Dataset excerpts
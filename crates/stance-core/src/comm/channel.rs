//! Lock-free channels for inter-thread communication
//!
//! Wrapper around crossbeam-channel, used to stream per-tick telemetry out
//! of the balance loop without ever blocking it.

use crossbeam_channel::{self as cc, RecvTimeoutError, TryRecvError, TrySendError};
use std::time::Duration;

use crate::{Error, Result};

/// Sender half of a channel
#[derive(Debug)]
pub struct Sender<T> {
    inner: cc::Sender<T>,
}

impl<T> Sender<T> {
    /// Try to send without blocking
    #[inline]
    pub fn try_send(&self, value: T) -> Result<()> {
        match self.inner.try_send(value) {
            Ok(()) => Ok(()),
            Err(TrySendError::Full(_)) => Err(Error::ChannelFull),
            Err(TrySendError::Disconnected(_)) => Err(Error::ChannelClosed),
        }
    }

    /// Check if the channel is full
    #[inline]
    pub fn is_full(&self) -> bool {
        self.inner.is_full()
    }
}

impl<T> Clone for Sender<T> {
    fn clone(&self) -> Self {
        Self {
            inner: self.inner.clone(),
        }
    }
}

/// Receiver half of a channel
#[derive(Debug)]
pub struct Receiver<T> {
    inner: cc::Receiver<T>,
}

impl<T> Receiver<T> {
    /// Try to receive without blocking
    #[inline]
    pub fn try_recv(&self) -> Result<Option<T>> {
        match self.inner.try_recv() {
            Ok(v) => Ok(Some(v)),
            Err(TryRecvError::Empty) => Ok(None),
            Err(TryRecvError::Disconnected) => Err(Error::ChannelClosed),
        }
    }

    /// Receive with a timeout
    #[inline]
    pub fn recv_timeout(&self, timeout: Duration) -> Result<Option<T>> {
        match self.inner.recv_timeout(timeout) {
            Ok(v) => Ok(Some(v)),
            Err(RecvTimeoutError::Timeout) => Ok(None),
            Err(RecvTimeoutError::Disconnected) => Err(Error::ChannelClosed),
        }
    }

    /// Drain all available messages
    #[inline]
    pub fn drain(&self) -> Vec<T> {
        let mut v = Vec::with_capacity(self.inner.len());
        while let Ok(msg) = self.inner.try_recv() {
            v.push(msg);
        }
        v
    }

    /// Get the latest message, discarding older ones
    #[inline]
    pub fn latest(&self) -> Option<T> {
        let mut latest = match self.inner.try_recv() {
            Ok(v) => v,
            Err(_) => return None,
        };
        while let Ok(v) = self.inner.try_recv() {
            latest = v;
        }
        Some(latest)
    }

    /// Check if the channel is empty
    #[inline]
    pub fn is_empty(&self) -> bool {
        self.inner.is_empty()
    }

    /// Get the number of messages in the channel
    #[inline]
    pub fn len(&self) -> usize {
        self.inner.len()
    }
}

impl<T> Clone for Receiver<T> {
    fn clone(&self) -> Self {
        Self {
            inner: self.inner.clone(),
        }
    }
}

/// Create a bounded channel with the specified capacity
pub fn bounded_channel<T>(capacity: usize) -> (Sender<T>, Receiver<T>) {
    let (tx, rx) = cc::bounded(capacity);
    (Sender { inner: tx }, Receiver { inner: rx })
}
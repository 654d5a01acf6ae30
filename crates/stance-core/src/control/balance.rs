//! The fixed-period balance loop
//!
//! A dedicated worker thread that, every tick, reads one attitude sample,
//! runs the offset distributor, and pushes leg and wheel commands to the
//! actuator. Missing hardware degrades the tick instead of failing it: a
//! disconnected sensor reads level, a disconnected actuator turns the tick
//! into a dry run. An I/O error from attached hardware is fatal to the
//! loop only; the loop logs it and winds down to idle.

use parking_lot::Mutex;
use serde::{Deserialize, Serialize};
use std::sync::atomic::{AtomicU8, Ordering};
use std::sync::Arc;
use std::thread::{self, JoinHandle};
use std::time::{Duration, Instant};

use crate::comm::Sender;
use crate::control::{Accumulation, OffsetDistributor, OffsetVector, Strategy};
use crate::hardware::leg_idx::NUM_LEGS;
use crate::hardware::{limits, AttitudeSample, SharedActuator, SharedSensor, LEG_SIGNS};
use crate::{Error, Result};

/// Smallest accepted time step; substituted when the clock reads zero or
/// runs backwards so rate terms stay finite
const MIN_DT: f64 = 1e-6;

/// Lifecycle state of the balance loop
#[derive(Debug, Clone, Copy, PartialEq, Eq)]
#[repr(u8)]
pub enum LoopState {
    /// No worker thread active; the initial and terminal state
    Idle = 0,
    /// Worker thread ticking
    Running = 1,
    /// Stop requested; the in-flight tick finishes, then the worker exits
    Stopping = 2,
}

impl LoopState {
    fn from_u8(value: u8) -> Self {
        match value {
            1 => LoopState::Running,
            2 => LoopState::Stopping,
            _ => LoopState::Idle,
        }
    }
}
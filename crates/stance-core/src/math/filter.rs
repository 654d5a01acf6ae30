//! Digital filters for sensor smoothing
//!
//! The attitude sensor reports angles and angular rates at tick rate; the
//! gait blend path averages the rates over a short window before they feed
//! into leg corrections.

use serde::{Deserialize, Serialize};
use std::collections::VecDeque;

/// Trait for digital filters
pub trait Filter: Send + Sync {
    /// Update the filter with a new value and return the filtered output
    fn update(&mut self, value: f64) -> f64;

    /// Reset the filter state
    fn reset(&mut self);

    /// Get the current filtered value without updating
    fn value(&self) -> f64;
}

/// Moving average filter
///
/// Arithmetic mean of the last N samples. During warm-up (fewer than N
/// samples seen) the mean covers only what has arrived so far.
#[derive(Debug, Clone, Serialize, Deserialize)]
pub struct MovingAverageFilter {
    /// Window size
    window_size: usize,
    /// Sample buffer
    buffer: VecDeque<f64>,
    /// Running sum for efficient calculation
    sum: f64,
}

impl MovingAverageFilter {
    /// Default window used for gyro rate smoothing
    pub const DEFAULT_WINDOW: usize = 5;

    /// Create a new moving average filter with the given window size
    ///
    /// # Panics
    /// Panics if window_size is 0
    pub fn new(window_size: usize) -> Self {
        assert!(window_size > 0, "Window size must be > 0");
        Self {
            window_size,
            buffer: VecDeque::with_capacity(window_size),
            sum: 0.0,
        }
    }

    /// Get the window size
    pub fn window_size(&self) -> usize {
        self.window_size
    }

    /// Check if the filter is fully populated
    pub fn is_full(&self) -> bool {
        self.buffer.len() == self.window_size
    }
}

impl Filter for MovingAverageFilter {
    fn update(&mut self, value: f64) -> f64 {
        self.buffer.push_back(value);
        self.sum += value;

        // Evict the oldest sample once past capacity
        if self.buffer.len() > self.window_size {
            if let Some(old) = self.buffer.pop_front() {
                self.sum -= old;
            }
        }

        self.sum / self.buffer.len() as f64
    }

    fn reset(&mut self) {
        self.buffer.clear();
        self.sum = 0.0;
    }

    fn value(&self) -> f64 {
        if self.buffer.is_empty() {
            0.0
        } else {
            self.sum / self.buffer.len() as f64
        }
    }
}

impl Default for MovingAverageFilter {
    fn default() -> Self {
        Self::new(Self::DEFAULT_WINDOW)
    }
}

/// Three-axis moving-average smoothing for gyro rates
///
/// One window per axis, in (roll, pitch, yaw) order to match
/// [`crate::hardware::AttitudeSample::gyro`].
#[derive(Debug, Clone)]
pub struct RateFilter {
    roll: MovingAverageFilter,
    pitch: MovingAverageFilter,
    yaw: MovingAverageFilter,
}

impl RateFilter {
    /// Create a rate filter with the given window size per axis
    pub fn new(window_size: usize) -> Self {
        Self {
            roll: MovingAverageFilter::new(window_size),
            pitch: MovingAverageFilter::new(window_size),
            yaw: MovingAverageFilter::new(window_size),
        }
    }

    /// Update with raw (roll, pitch, yaw) rates and return the smoothed rates
    pub fn update(&mut self, rates: [f64; 3]) -> [f64; 3] {
        [
            self.roll.update(rates[0]),
            self.pitch.update(rates[1]),
            self.yaw.update(rates[2]),
        ]
    }

    /// Reset all three axes
    pub fn reset(&mut self) {
        self.roll.reset();
        self.pitch.reset();
        self.yaw.reset();
    }

    /// Get the current smoothed rates without updating
    pub fn value(&self) -> [f64; 3] {
        [self.roll.value(), self.pitch.value(), self.yaw.value()]
    }
}

impl Default for RateFilter {
    fn default() -> Self {
        Self::new(MovingAverageFilter::DEFAULT_WINDOW)
    }
}
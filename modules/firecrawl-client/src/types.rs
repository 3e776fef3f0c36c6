use serde::{Deserialize, Serialize};
use serde_json::Value;

use crate::poll::{JobState, JobStatus};

// --- Map ---

/// Input for the `/map` endpoint.
#[derive(Debug, Clone, Serialize)]
#[serde(rename_all = "camelCase")]
pub struct MapOptions {
    pub url: String,
    #[serde(skip_serializing_if = "Option::is_none")]
    pub search: Option<String>,
    /// "include", "skip" or "only".
    pub sitemap: String,
    pub include_subdomains: bool,
    pub limit: u32,
    pub ignore_query_parameters: bool,
}

impl MapOptions {
    /// Whole-site enumeration: sitemap included, no subdomains, query params ignored.
    pub fn site(url: &str, limit: u32) -> Self {
        Self {
            url: url.to_string(),
            search: None,
            sitemap: "include".to_string(),
            include_subdomains: false,
            limit,
            ignore_query_parameters: true,
        }
    }
}

/// Links returned by `/map`, reduced to their raw target strings.
///
/// The endpoint has shipped several shapes over time: a bare array, `{links}`,
/// `{data}`, `{urls}`, with entries that are strings or `{url|href|link}`
/// objects. Everything is folded into this one structure at the boundary.
#[derive(Debug, Clone, Default, PartialEq, Eq, Serialize, Deserialize)]
pub struct MapLinks {
    pub links: Vec<String>,
    /// Entries that had no usable URL string.
    #[serde(default)]
    pub unusable: usize,
}

impl MapLinks {
    pub fn from_value(value: &Value) -> Self {
        let mut out = MapLinks::default();
        for entry in link_array(value) {
            match link_target(entry) {
                Some(target) => out.links.push(target),
                None => out.unusable += 1,
            }
        }
        out
    }

    pub fn len(&self) -> usize {
        self.links.len()
    }

    pub fn is_empty(&self) -> bool {
        self.links.is_empty()
    }
}

fn link_array(value: &Value) -> &[Value] {
    match value {
        Value::Array(items) => items,
        Value::Object(map) => ["links", "data", "urls"]
            .iter()
            .find_map(|key| map.get(*key).and_then(Value::as_array))
            .or_else(|| {
                map.values()
                    .filter_map(Value::as_array)
                    .find(|items| !items.is_empty())
            })
            .map(Vec::as_slice)
            .unwrap_or(&[]),
        _ => &[],
    }
}

fn link_target(entry: &Value) -> Option<String> {
    match entry {
        Value::String(s) => Some(s.clone()),
        Value::Object(map) => ["url", "href", "link"]
            .iter()
            .find_map(|key| map.get(*key).and_then(Value::as_str))
            .map(str::to_string),
        _ => None,
    }
}

// --- Crawl ---

#[derive(Debug, Clone, Serialize)]
#[serde(rename_all = "camelCase")]
pub struct CrawlScrapeOptions {
    pub formats: Vec<String>,
    pub only_main_content: bool,
}

/// Input for starting an async `/crawl` job.
#[derive(Debug, Clone, Serialize)]
#[serde(rename_all = "camelCase")]
pub struct CrawlOptions {
    pub url: String,
    pub limit: u32,
    pub max_discovery_depth: u32,
    pub allow_external_links: bool,
    #[serde(skip_serializing_if = "Vec::is_empty")]
    pub include_paths: Vec<String>,
    pub scrape_options: CrawlScrapeOptions,
}

#[derive(Debug, Clone, Deserialize)]
pub struct CrawlStarted {
    pub id: String,
    #[serde(default)]
    pub url: Option<String>,
}

/// Status of a crawl job. A completed status carries the crawled documents.
#[derive(Debug, Clone, Default, Serialize, Deserialize)]
#[serde(rename_all = "camelCase")]
pub struct CrawlStatus {
    pub status: String,
    #[serde(default)]
    pub total: u32,
    #[serde(default)]
    pub completed: u32,
    #[serde(default, skip_serializing_if = "Option::is_none")]
    pub credits_used: Option<u32>,
    /// Next page of documents when the result set is paginated.
    #[serde(default, skip_serializing_if = "Option::is_none")]
    pub next: Option<String>,
    #[serde(default, alias = "results")]
    pub data: Vec<CrawlDocument>,
    #[serde(default, skip_serializing_if = "Option::is_none")]
    pub error: Option<String>,
}

impl JobStatus for CrawlStatus {
    fn state(&self) -> JobState {
        match self.status.as_str() {
            "completed" => JobState::Completed,
            "failed" | "cancelled" => {
                JobState::Failed(self.error.clone().unwrap_or_else(|| self.status.clone()))
            }
            _ => JobState::Pending,
        }
    }

    fn label(&self) -> String {
        format!("{} ({}/{})", self.status, self.completed, self.total)
    }
}

#[derive(Debug, Clone, Default, Serialize, Deserialize)]
pub struct DocumentMetadata {
    #[serde(default, rename = "sourceURL", skip_serializing_if = "Option::is_none")]
    pub source_url: Option<String>,
    #[serde(default, skip_serializing_if = "Option::is_none")]
    pub title: Option<String>,
    #[serde(default, rename = "statusCode", skip_serializing_if = "Option::is_none")]
    pub status_code: Option<u16>,
}

/// One crawled page. Only the addressing fields are kept.
#[derive(Debug, Clone, Default, Serialize, Deserialize)]
pub struct CrawlDocument {
    #[serde(default, skip_serializing_if = "Option::is_none")]
    pub metadata: Option<DocumentMetadata>,
    #[serde(default, skip_serializing_if = "Option::is_none")]
    pub url: Option<String>,
    #[serde(default, rename = "sourceURL", skip_serializing_if = "Option::is_none")]
    pub source_url: Option<String>,
}

impl CrawlDocument {
    /// `metadata.sourceURL`, then `url`, then `sourceURL`.
    pub fn source_url(&self) -> Option<&str> {
        self.metadata
            .as_ref()
            .and_then(|m| m.source_url.as_deref())
            .or(self.url.as_deref())
            .or(self.source_url.as_deref())
            .filter(|s| !s.trim().is_empty())
    }
}

// --- Scrape with extraction ---

#[derive(Debug, Clone, Serialize)]
pub struct ExtractOptions {
    pub schema: Value,
    pub prompt: String,
}

/// Input for the synchronous `/scrape` endpoint.
#[derive(Debug, Clone, Serialize)]
#[serde(rename_all = "camelCase")]
pub struct ScrapeOptions {
    pub url: String,
    pub formats: Vec<String>,
    pub only_main_content: bool,
    #[serde(skip_serializing_if = "Option::is_none")]
    pub extract: Option<ExtractOptions>,
}

impl ScrapeOptions {
    /// Markdown plus structured extraction against `schema`.
    pub fn extract(url: &str, schema: Value, prompt: &str) -> Self {
        Self {
            url: url.to_string(),
            formats: vec!["markdown".to_string(), "extract".to_string()],
            only_main_content: true,
            extract: Some(ExtractOptions {
                schema,
                prompt: prompt.to_string(),
            }),
        }
    }
}

#[derive(Debug, Clone, Deserialize)]
pub(crate) struct ScrapeResponse {
    #[serde(default = "default_true")]
    pub success: bool,
    #[serde(default)]
    pub data: Option<ScrapeData>,
    #[serde(default)]
    pub error: Option<String>,
}

#[derive(Debug, Clone, Default, Deserialize)]
pub(crate) struct ScrapeData {
    #[serde(default)]
    pub markdown: Option<String>,
    #[serde(default)]
    pub extract: Option<Value>,
    #[serde(default)]
    pub metadata: Option<Value>,
}

fn default_true() -> bool {
    true
}

/// Result of a scrape-with-extraction call.
#[derive(Debug, Clone, Default)]
pub struct ScrapeResult {
    pub success: bool,
    pub markdown: Option<String>,
    pub extract: Option<Value>,
    pub metadata: Option<Value>,
    pub error: Option<String>,
}

impl From<ScrapeResponse> for ScrapeResult {
    fn from(resp: ScrapeResponse) -> Self {
        let data = resp.data.unwrap_or_default();
        Self {
            success: resp.success,
            markdown: data.markdown,
            extract: data.extract,
            metadata: data.metadata,
            error: resp.error,
        }
    }
}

Exercise ▸ Taking the entries above, print exactly the lines starting at the line with "pub fn recv_timeout(&self, timeout: Duration)" and ending at the line with "the specified capacity", both included.

Response to the exercise ▸
    pub fn recv_timeout(&self, timeout: Duration) -> Result<Option<T>> {
        match self.inner.recv_timeout(timeout) {
            Ok(v) => Ok(Some(v)),
            Err(RecvTimeoutError::Timeout) => Ok(None),
            Err(RecvTimeoutError::Disconnected) => Err(Error::ChannelClosed),
        }
    }

    /// Drain all available messages
    #[inline]
    pub fn drain(&self) -> Vec<T> {
        let mut v = Vec::with_capacity(self.inner.len());
        while let Ok(msg) = self.inner.try_recv() {
            v.push(msg);
        }
        v
    }

    /// Get the latest message, discarding older ones
    #[inline]
    pub fn latest(&self) -> Option<T> {
        let mut latest = match self.inner.try_recv() {
            Ok(v) => v,
            Err(_) => return None,
        };
        while let Ok(v) = self.inner.try_recv() {
            latest = v;
        }
        Some(latest)
    }

    /// Check if the channel is empty
    #[inline]
    pub fn is_empty(&self) -> bool {
        self.inner.is_empty()
    }

    /// Get the number of messages in the channel
    #[inline]
    pub fn len(&self) -> usize {
        self.inner.len()
    }
}

impl<T> Clone for Receiver<T> {
    fn clone(&self) -> Self {
        Self {
            inner: self.inner.clone(),
        }
    }
}

/// Create a bounded channel with the specified capacity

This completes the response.